To deepen the relationship between Ca2+ and LLDGABA-A induction, the Ca2+ chelator BAPTA was added into the pipette solution. LLDGABA-A induction was prevented in BATA-loaded neurons (Fig. 3B, from 5.3 ± 0.5 to 5.9 ± 1.2 Hz, P = 0.2 and from 79 ± 9 to 82 ± 13 pA, P = 0.4, n = 9). Although the average change does not reach significance, a long lasting potentiation of sGABAA-PSCs frequency was observed in 4 of the 9 BAPTA-loaded neurons recorded (from 4.1 ± 1.3 to 7.4 ± 2.9 Hz). This observation suggests that blocking intracellular Ca2+-dependent process may uncover a potentiation of GABAergic synaptic activity (see below).
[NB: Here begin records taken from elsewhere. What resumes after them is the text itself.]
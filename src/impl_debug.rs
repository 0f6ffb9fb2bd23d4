use std::fmt::{Debug, Error, Formatter};

use crate::matrix::{AsView, MatrixBase, MatrixView, Storage};

/// Maximum number of entries to print per dimension before eliding.
const MAX_ENTRIES: usize = 10;

/// Format one nesting level of a matrix as a bracketed list.
///
/// `view` must have a rank of at least 1.
fn write_level<T: Debug>(f: &mut Formatter<'_>, view: &MatrixView<'_, T>) -> Result<(), Error> {
    write!(f, "[")?;
    let size = view.size(0);
    for i in 0..size.min(MAX_ENTRIES) {
        if i > 0 {
            write!(f, ", ")?;
        }
        let inner = view.index_axis(0, i);
        if inner.ndim() == 0 {
            if let Some(item) = inner.item() {
                write!(f, "{:?}", item)?;
            }
        } else {
            write_level(f, &inner)?;
        }
    }
    if size > MAX_ENTRIES {
        write!(f, ", ...")?;
    }
    write!(f, "]")
}

impl<S: Storage> Debug for MatrixBase<S>
where
    S::Elem: Debug,
{
    fn fmt(&self, f: &mut Formatter<'_>) -> Result<(), Error> {
        let view = self.view();
        if view.ndim() == 0 {
            if let Some(item) = view.item() {
                write!(f, "({:?})", item)?;
            }
        } else {
            write_level(f, &view)?;
        }
        write!(
            f,
            ", shape={:?}, strides={:?}",
            self.shape(),
            self.strides()
        )
    }
}
//! Iterators over the elements and subviews of a matrix.

use crate::index_iterator::Indices;
use crate::layout::Layout;
use crate::matrix::{AsView, MatrixView};

/// Iterator over the elements of a matrix, in logical (row-major) order.
///
/// Elements are visited in the order produced by iterating over the last
/// dimension's indices fastest, regardless of how the view's elements are
/// arranged in the underlying buffer.
pub struct Iter<'a, T> {
    data: &'a [T],
    layout: Layout,
    indices: Indices,
}

impl<'a, T> Iter<'a, T> {
    pub(crate) fn new(data: &'a [T], layout: &Layout) -> Iter<'a, T> {
        debug_assert!(
            data.len() >= layout.min_data_len(),
            "data length {} is too short for layout",
            data.len()
        );
        Iter {
            data,
            layout: layout.clone(),
            indices: layout.indices(),
        }
    }
}

impl<'a, T> Iterator for Iter<'a, T> {
    type Item = &'a T;

    fn next(&mut self) -> Option<&'a T> {
        let index = self.indices.next()?;
        // Indices produced by the layout are always in bounds for it.
        let offset = self.layout.offset(&index);
        Some(&self.data[offset])
    }

    fn size_hint(&self) -> (usize, Option<usize>) {
        self.indices.size_hint()
    }
}

impl<T> ExactSizeIterator for Iter<'_, T> {}

impl<T> std::iter::FusedIterator for Iter<'_, T> {}

impl<T> Clone for Iter<'_, T> {
    fn clone(&self) -> Self {
        Iter {
            data: self.data,
            layout: self.layout.clone(),
            indices: self.indices.clone(),
        }
    }
}

/// Iterator over views of a matrix obtained by fixing one axis to each of
/// its valid indices in turn.
///
/// Each view has one dimension fewer than the source.
pub struct AxisIter<'a, T> {
    view: MatrixView<'a, T>,
    axis: usize,
    index: usize,
}

impl<'a, T> AxisIter<'a, T> {
    pub(crate) fn new(view: MatrixView<'a, T>, axis: usize) -> AxisIter<'a, T> {
        assert!(axis < view.layout().ndim(), "axis is out of bounds");
        AxisIter {
            view,
            axis,
            index: 0,
        }
    }
}

impl<'a, T> Iterator for AxisIter<'a, T> {
    type Item = MatrixView<'a, T>;

    fn next(&mut self) -> Option<MatrixView<'a, T>> {
        if self.index >= self.view.layout().size(self.axis) {
            None
        } else {
            let view = self.view.index_axis(self.axis, self.index);
            self.index += 1;
            Some(view)
        }
    }

    fn size_hint(&self) -> (usize, Option<usize>) {
        let remaining = self.view.layout().size(self.axis) - self.index;
        (remaining, Some(remaining))
    }
}

impl<T> ExactSizeIterator for AxisIter<'_, T> {}

impl<T> std::iter::FusedIterator for AxisIter<'_, T> {}

impl<T> Clone for AxisIter<'_, T> {
    fn clone(&self) -> Self {
        AxisIter {
            view: self.view.clone(),
            axis: self.axis,
            index: self.index,
        }
    }
}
One possible interpretation of this result is that BAPTA prevents the Ca2+-dependent secretion of proBDNF leading to LLDGABA-A. Another interpretation is that LLDGABA-A induction requires a Ca2+-dependent, but L-type Ca2+ channel-independent, postsynaptic signaling cascade. To address this issue, we examine whether bath applied CR-proBDNF could rescue LLDGABA-A in BAPTA-loaded neurons. CR-proBDNF applied during the washout period had no significant effect on the frequency (Fig. 3B, from 4.5 ± 0.7 to 4.6 ± 0.8 Hz, P = 0.4, n = 6) and amplitude (from 58 ± 8 to 62 ± 8 pA, P = 0.2, n = 6, not shown) of sGABAA-PSCs. Thus, in addition to the activation of downstream to p75NTR, a postsynaptic Ca2+-dependent signaling cascade is required to induce LLDGABA-A.
In a previous study, we showed that AMPA receptors activation is required to maintain a high level of BDNF secretion through the activation of L-type Ca2+ channels during the washout period (Kuczewski et al. 2008). To determine whether the activation of AMPA receptors is also required for the induction of LLDGABA-A, the AMPA receptor antagonist NBQX was applied during the washout period. LLDGABA-A was not observed in the presence of NBQX (5 μM) (Fig. 3C, from 3.3 ± 0.5 to 3.7 ± 0.7 Hz, P = 0.1, n = 8). However, CR-proBDNF (10 ng/mL) applied during activity recovery rescued LLDGABA-A in NBQX (Fig. 3C, from 3.1 ± 0.4 to 2.5 ± 0.5 Hz, P = 0.007, from 103 ± 9 to 109 ± 13 pA, P = 0.3, n = 6).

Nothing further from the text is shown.